Homeopathy: France should not reimburse, report says
Homeopathic medicine should no longer be reimbursed by the French State, as it provides “insufficient medical service”, health authority La Haute Autorité de Santé (HAS) has recommended this week.
The HAS made the conclusion after completing a study on 1,200 homeopathic medicines. It said that these medicines “provide insufficient medical service”, and recommended that they no longer be reimbursed at all by the State.
They are currently reimbursed up to 30%. The HAS has sent its findings to a number of leading homeopathic medicine manufacturers, to inform them officially of its position, it said.
A decision from the HAS on the reimbursement position of homeopathic drugs has been long awaited by the medical profession. Health minister Agnès Buzyn asked the HAS to consider the issue in the face of growing criticism of homeopathy in recent months and years.

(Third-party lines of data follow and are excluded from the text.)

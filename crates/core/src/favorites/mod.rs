//! # Favorites
//!
//! Persisted favorite marking over the catalog's identity space. Membership
//! never depends on what the catalog currently holds.

pub mod controller;
pub mod store;

pub use controller::{load_favorites, FavoriteSet, FavoritesController};
pub use store::{FavoriteStore, MemoryStore};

A definitive decision is expected in June.
Earlier this year, 124 doctors re-opened the controversial debate by signing an open letter that called homeopaths “charlatans” and criticised the state’s continued reimbursement of the products.
Now, homeopathic laboratories will have a chance to respond to the HAS findings.
Already, manufacturer Boiron has said that 1,000 jobs will be threatened if the State decides to no longer reimburse the medicine.
According to their figures, homeopathy only costs the State Sécurité Sociale €130 million per year, compared to €20 billion for regular medicine.
They say that at the very least, homeopathic medicines offer a placebo effect.
In a joint statement, the homeopathic laboratories Boiron, Lehning and Weleda said that they were concerned to see “an opinion from an independent agency that should have been kept confidential” being reported in the national media.
Boiron has said that it has not yet received any notification of the advice given by the HAS. The company has temporarily “suspended” its share price.